Auch in Großpetersdorf sind rund 20 Asylwerber untergebracht. "Wir haben welche in Miedlingsdorf und in Kleinpetersdorf und liegen nur knapp unter der Quote. Sie sind privat untergebracht, Bundesgebäude wie Kasernen oder so haben wir nicht", so Bgm. Wolfgang Tauss, der kein Verständnis für das Durchgriffsrecht zeigt: "Wir werden entmündigt und vor vollendete Tatsachen gestellt. Es ist nicht ideal, das Problem auf die kleinen Einheiten abzuladen. Ich habe dafür kein Verständnis."

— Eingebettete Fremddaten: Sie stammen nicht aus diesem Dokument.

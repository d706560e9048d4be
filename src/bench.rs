//! The benchmark harness: repeated, sequential Flight and HTTP transfers.

use std::{
    path::PathBuf,
    time::{Duration, Instant},
};

use chrono::Local;
use hyper::Uri;
use tracing::{debug, info, warn};

use crate::{
    client::{Fetched, Transfer},
    common::{
        Method, DEFAULT_FLIGHT_HOST, DEFAULT_FLIGHT_PORT, DEFAULT_HTTP_URL, DEFAULT_RESULTS_DIR,
        DEFAULT_RUNS,
    },
    error::{BenchError, TransferError},
    report::Report,
};

/// Options of the benchmark harness.
#[derive(Debug, Clone)]
pub struct BenchOptions {
    runs: usize,
    pub flight_host: String,
    pub flight_port: u16,
    pub http_url: String,
    pub results_dir: PathBuf,
}

impl Default for BenchOptions {
    fn default() -> Self {
        Self {
            runs: DEFAULT_RUNS,
            flight_host: DEFAULT_FLIGHT_HOST.to_string(),
            flight_port: DEFAULT_FLIGHT_PORT,
            http_url: DEFAULT_HTTP_URL.to_string(),
            results_dir: PathBuf::from(DEFAULT_RESULTS_DIR),
        }
    }
}

impl BenchOptions {
    /// Fails with [`BenchError::Config`] when `runs` is zero or `http_url`
    /// is not a valid `http://` URL.
    pub fn new(
        runs: usize,
        flight_host: impl Into<String>,
        flight_port: u16,
        http_url: impl Into<String>,
        results_dir: impl Into<PathBuf>,
    ) -> Result<Self, BenchError> {
        if runs == 0 {
            return Err(BenchError::Config(
                "run count must be at least 1".to_string(),
            ));
        }
        let http_url = http_url.into();
        let uri = http_url.parse::<Uri>().map_err(|err| {
            BenchError::Config(format!("invalid HTTP URL '{}': {}", http_url, err))
        })?;
        if uri.scheme_str() != Some("http") || uri.host().is_none() {
            return Err(BenchError::Config(format!(
                "HTTP URL '{}' must be an absolute http:// URL",
                http_url
            )));
        }
        Ok(Self {
            runs,
            flight_host: flight_host.into(),
            flight_port,
            http_url,
            results_dir: results_dir.into(),
        })
    }

    pub fn runs(&self) -> usize {
        self.runs
    }
}

/// One elapsed-time measurement.
#[derive(Debug, Clone, Copy, PartialEq)]
pub struct Sample {
    pub method: Method,
    /// Zero-based run index.
    pub run: usize,
    pub elapsed: Duration,
    pub fetched: Fetched,
}

/// The two measurements of one run.
#[derive(Debug, Clone, Copy, PartialEq)]
pub struct Trial {
    pub run: usize,
    pub flight: Sample,
    pub http: Sample,
}

/// Progress of a benchmark run, reported to the caller.
#[derive(Debug, Clone, Copy, PartialEq)]
pub enum Progress<'a> {
    /// Run `run` is about to start its transfers.
    Started { run: usize },
    /// Both transfers of a run completed.
    Finished(&'a Trial),
}

/// Samples of all runs, in run order.
#[derive(Debug, Clone, Default, PartialEq)]
pub struct Samples {
    pub trials: Vec<Trial>,
}

impl Samples {
    /// Elapsed seconds of `method`, in run order.
    pub fn seconds(&self, method: Method) -> Vec<f64> {
        self.trials
            .iter()
            .map(|trial| match method {
                Method::Flight => trial.flight.elapsed.as_secs_f64(),
                Method::Http => trial.http.elapsed.as_secs_f64(),
            })
            .collect()
    }

    pub fn report(&self) -> Option<Report> {
        Report::from_samples(&self.seconds(Method::Flight), &self.seconds(Method::Http))
    }
}

async fn timed<T: Transfer + ?Sized>(transfer: &T, run: usize) -> Result<Sample, TransferError> {
    let start = Instant::now();
    let fetched = transfer.fetch().await?;
    let elapsed = start.elapsed();
    debug!(
        "Run {} {}: {:?}, {} rows",
        run,
        transfer.method(),
        elapsed,
        fetched.rows
    );
    Ok(Sample {
        method: transfer.method(),
        run,
        elapsed,
        fetched,
    })
}

/// Run every trial, calling `on_progress` before and after each one.
///
/// The first failed transfer aborts the whole run.
pub async fn run_trials<F, H, C>(
    options: &BenchOptions,
    flight: &F,
    http: &H,
    mut on_progress: C,
) -> Result<Samples, BenchError>
where
    F: Transfer + ?Sized,
    H: Transfer + ?Sized,
    C: FnMut(Progress<'_>),
{
    info!("Running {} iterations", options.runs);
    let mut samples = Samples::default();
    for run in 0..options.runs {
        on_progress(Progress::Started { run });
        let flight_sample = timed(flight, run).await.map_err(BenchError::Flight)?;
        let http_sample = timed(http, run).await.map_err(BenchError::Http)?;

        if flight_sample.fetched.rows != http_sample.fetched.rows {
            warn!(
                "Row count mismatch in run {}: Flight {} vs HTTP {}",
                run, flight_sample.fetched.rows, http_sample.fetched.rows
            );
        }

        let trial = Trial {
            run,
            flight: flight_sample,
            http: http_sample,
        };
        on_progress(Progress::Finished(&trial));
        samples.trials.push(trial);
    }
    Ok(samples)
}

/// Run all trials, then build and persist the report.
pub async fn run_benchmark<F, H, C>(
    options: &BenchOptions,
    flight: &F,
    http: &H,
    on_progress: C,
) -> Result<(Report, PathBuf), BenchError>
where
    F: Transfer + ?Sized,
    H: Transfer + ?Sized,
    C: FnMut(Progress<'_>),
{
    let samples = run_trials(options, flight, http, on_progress).await?;
    let report = samples
        .report()
        .ok_or_else(|| BenchError::Config("no samples collected".to_string()))?;
    let path = report.persist(&options.results_dir, &Local::now())?;
    Ok((report, path))
}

"Ich finde es nicht in Ordnung, dass der Bund den Ländern und Gemeinden so etwas aufs Auge drücken will. Bundesgebäude haben wir keine mehr. Das einzige war die Kaserne. Wir haben in Pinkafeld rund 20 Asylwerber privat untergebracht", sagt Bgm. Kurt Maczek.
Mitspracherecht wäre entscheidend
In Oberschützen leben zurzeit 40 Flüchtlinge, aufgeteilt auf zwei Ortsteile. Bgm. Toth wünscht sich eine einheitliche Lösung. Für ihn kann es nicht funktionieren, wenn eine Instanz für die Unterbringung zuständig ist und die andere für die Flüchtlinge. Außerdem könne man nicht über die Köpfe der Einwohner hinweg entscheiden, das nehme ihnen die Sicherheit. "Ich als Bürgermeister müsste das Recht bekommen, jederzeit die Unterkünfte aufsuchen zu dürfen," meint Toth. So könne er direkt auf Schwierigkeiten regieren und Probleme vor Ort lösen. Und die Leute wären gleichzeitig beruhigt. Eine Kontrollinstanz auf höherer Ebene könne diese Aufgabe nicht erfüllen.